DVA-C02Chapter 69 of 101Objective 1.1

ECS Service Discovery with Cloud Map

This chapter covers AWS Cloud Map service discovery for Amazon ECS, a critical mechanism for dynamic microservice communication. On the DVA-C02 exam, service discovery appears in roughly 5-8% of questions, often integrated with ECS, EKS, or App Mesh. Understanding Cloud Map's namespace types, health checking, and integration with Route 53 is essential for architecting scalable, resilient containerized applications. We'll dive into the internals, configuration, and exam traps.

25 min read
Intermediate
Updated May 31, 2026

Cloud Map as a Dynamic Phonebook for Microservices

Imagine a large office building where each department has its own phone number, but those numbers change every time a new employee joins or leaves. Instead of memorizing numbers, each desk has a dynamic phonebook that updates automatically. When Department A wants to call Department B, it looks up "Billing Team" in the phonebook, which returns the current extension for any available billing employee. The phonebook also tracks health: if a billing employee is on lunch (unhealthy), their extension is removed from the list. This is exactly how AWS Cloud Map works. Cloud Map maintains a registry of service instances (like employees) with their IP addresses and ports (like phone extensions). Services query Cloud Map by a logical name (e.g., "backend-service") and get back a list of healthy, available instances. Cloud Map also supports health checking via Route 53 health checks to automatically deregister unhealthy instances.
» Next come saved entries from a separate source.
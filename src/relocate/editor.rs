// src/relocate/editor.rs

//! Link editor abstraction
//!
//! The engine never rewrites object files itself. Everything that touches
//! load commands or dynamic sections goes through [`LinkEditor`], backed in
//! production by `patchelf` (ELF) and `install_name_tool` (Mach-O).

use super::inspect::{detect_format, read_link_info, BinaryFormat};
use super::install_name::InstallNameToolEditor;
use super::patchelf::PatchelfEditor;
use super::RewriteOp;
use crate::error::{io_at, Error, Result};
use std::ffi::OsString;
use std::io::Read;
use std::path::Path;
use std::process::{Command, Stdio};
use std::thread;
use std::time::Duration;
use tracing::{debug, warn};
use wait_timeout::ChildExt;

/// Capability to read and rewrite a binary's link table
///
/// All paths passed in are absolute paths to the binary on disk.
pub trait LinkEditor: Send + Sync {
    /// Declared dependencies in load order
    fn list_dependencies(&self, binary: &Path) -> Result<Vec<String>>;

    /// Current runtime search path entries
    fn search_paths(&self, binary: &Path) -> Result<Vec<String>>;

    /// Replace the runtime search path
    fn set_search_paths(&self, binary: &Path, paths: &[String]) -> Result<()>;

    /// Shared-library self-identity, if any
    fn self_identity(&self, binary: &Path) -> Result<Option<String>>;

    fn set_self_identity(&self, binary: &Path, identity: &str) -> Result<()>;

    /// Replace one declared dependency reference
    fn change_dependency(&self, binary: &Path, old: &str, new: &str) -> Result<()>;

    /// Apply a planned sequence of rewrites
    fn apply(&self, binary: &Path, ops: &[RewriteOp]) -> Result<()> {
        for op in ops {
            match op {
                RewriteOp::SetSearchPaths(paths) => self.set_search_paths(binary, paths)?,
                RewriteOp::SetSelfIdentity(identity) => self.set_self_identity(binary, identity)?,
                RewriteOp::ChangeDependency { old, new } => {
                    self.change_dependency(binary, old, new)?
                }
            }
        }
        Ok(())
    }
}

/// Dispatches to the right tool based on each binary's format
#[derive(Debug, Clone)]
pub struct SystemLinkEditor {
    elf: PatchelfEditor,
    macho: InstallNameToolEditor,
}

impl SystemLinkEditor {
    pub fn new(timeout: Duration) -> Self {
        Self {
            elf: PatchelfEditor::new(timeout),
            macho: InstallNameToolEditor::new(timeout),
        }
    }

    fn editor_for(&self, binary: &Path) -> Result<&dyn LinkEditor> {
        match detect_format(binary)? {
            Some(BinaryFormat::Elf) => Ok(&self.elf),
            Some(BinaryFormat::MachO) => Ok(&self.macho),
            None => Err(Error::Binary {
                path: binary.to_path_buf(),
                reason: "not an ELF or Mach-O file".to_string(),
            }),
        }
    }
}

impl LinkEditor for SystemLinkEditor {
    fn list_dependencies(&self, binary: &Path) -> Result<Vec<String>> {
        Ok(read_link_info(binary)?.dependencies)
    }

    fn search_paths(&self, binary: &Path) -> Result<Vec<String>> {
        Ok(read_link_info(binary)?.search_paths)
    }

    fn set_search_paths(&self, binary: &Path, paths: &[String]) -> Result<()> {
        self.editor_for(binary)?.set_search_paths(binary, paths)
    }

    fn self_identity(&self, binary: &Path) -> Result<Option<String>> {
        Ok(read_link_info(binary)?.identity)
    }

    fn set_self_identity(&self, binary: &Path, identity: &str) -> Result<()> {
        self.editor_for(binary)?.set_self_identity(binary, identity)
    }

    fn change_dependency(&self, binary: &Path, old: &str, new: &str) -> Result<()> {
        self.editor_for(binary)?.change_dependency(binary, old, new)
    }
}

/// Run an external tool on one binary, bounded by `timeout`
///
/// A non-zero exit or a timeout is a [`Error::LinkEditor`] for that binary.
pub(crate) fn run_tool(
    tool: &str,
    args: &[OsString],
    binary: &Path,
    timeout: Duration,
) -> Result<()> {
    let program = which::which(tool).map_err(|_| Error::ToolNotFound(tool.to_string()))?;

    debug!("Executing: {} {:?}", program.display(), args);

    let mut child = Command::new(&program)
        .args(args)
        .stdin(Stdio::null())
        .stdout(Stdio::null())
        .stderr(Stdio::piped())
        .spawn()
        .map_err(|e| Error::LinkEditor {
            path: binary.to_path_buf(),
            reason: format!("failed to spawn '{}': {}", tool, e),
        })?;

    // Drained concurrently so a chatty tool cannot fill the pipe and stall
    let stderr_reader = child.stderr.take().map(|mut stderr| {
        thread::spawn(move || {
            let mut buffer = Vec::new();
            let _ = stderr.read_to_end(&mut buffer);
            String::from_utf8_lossy(&buffer).into_owned()
        })
    });
    let collect_stderr = move || {
        stderr_reader
            .and_then(|reader| reader.join().ok())
            .unwrap_or_default()
    };

    match child.wait_timeout(timeout).map_err(io_at(binary))? {
        Some(status) => {
            let stderr = collect_stderr();

            if status.success() {
                for line in stderr.lines() {
                    warn!("[{}] {}", tool, line);
                }
                Ok(())
            } else {
                let code = status.code().unwrap_or(-1);
                Err(Error::LinkEditor {
                    path: binary.to_path_buf(),
                    reason: format!("'{}' failed with exit code {}: {}", tool, code, stderr.trim()),
                })
            }
        }
        None => {
            let _ = child.kill();
            let _ = child.wait();
            Err(Error::LinkEditor {
                path: binary.to_path_buf(),
                reason: format!("'{}' timed out after {} seconds", tool, timeout.as_secs()),
            })
        }
    }
}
In ECS, tasks register themselves with Cloud Map upon launch and deregister when stopped. The service mesh (App Mesh or service discovery integration) uses this information to route traffic only to healthy instances, enabling dynamic, resilient communication without hardcoded endpoints.

How It Actually Works

What is AWS Cloud Map and Why Does It Exist?

AWS Cloud Map is a fully managed service discovery resource that allows you to map logical service names to the actual physical resources (IP addresses, ports, etc.) that implement those services. In a dynamic environment like Amazon ECS, tasks are ephemeral — they come and go, and their IP addresses are not known in advance. Traditional DNS-based service discovery with static records breaks because records are not automatically updated when tasks scale up/down or fail. Cloud Map solves this by providing a real-time, health-aware registry.

Cloud Map supports two types of namespaces: DNS-based and API-based. - DNS-based namespaces (public or private) use Route 53 to create DNS records that resolve to service instances. They support weighted routing, latency-based routing, and health checks. DNS TTL is configurable (default 60 seconds). - API-based namespaces (HTTP) use a REST API to discover instances. They are faster (no DNS resolution overhead) and support attributes (custom key-value pairs) for advanced filtering.

For ECS, the typical pattern is to use AWS Cloud Map with DNS-based namespaces because ECS tasks can register themselves using the AWS_CLOUD_MAP service discovery type in task definitions.

How Cloud Map Works Internally

Cloud Map operates as a centralized registry. Each service in Cloud Map corresponds to a logical service name (e.g., "orders-service"). Each instance of that service (e.g., an ECS task) is registered with a unique identifier, IP address, port, and optional attributes (e.g., version, region).

When a task starts, the ECS agent (or the container itself via the Cloud Map API) calls RegisterInstance to create a resource record set in the DNS namespace (for DNS) or an instance entry in the HTTP namespace. The instance is initially marked as healthy if health checking is disabled; if health checks are enabled, Cloud Map waits for the health check to pass before marking it healthy.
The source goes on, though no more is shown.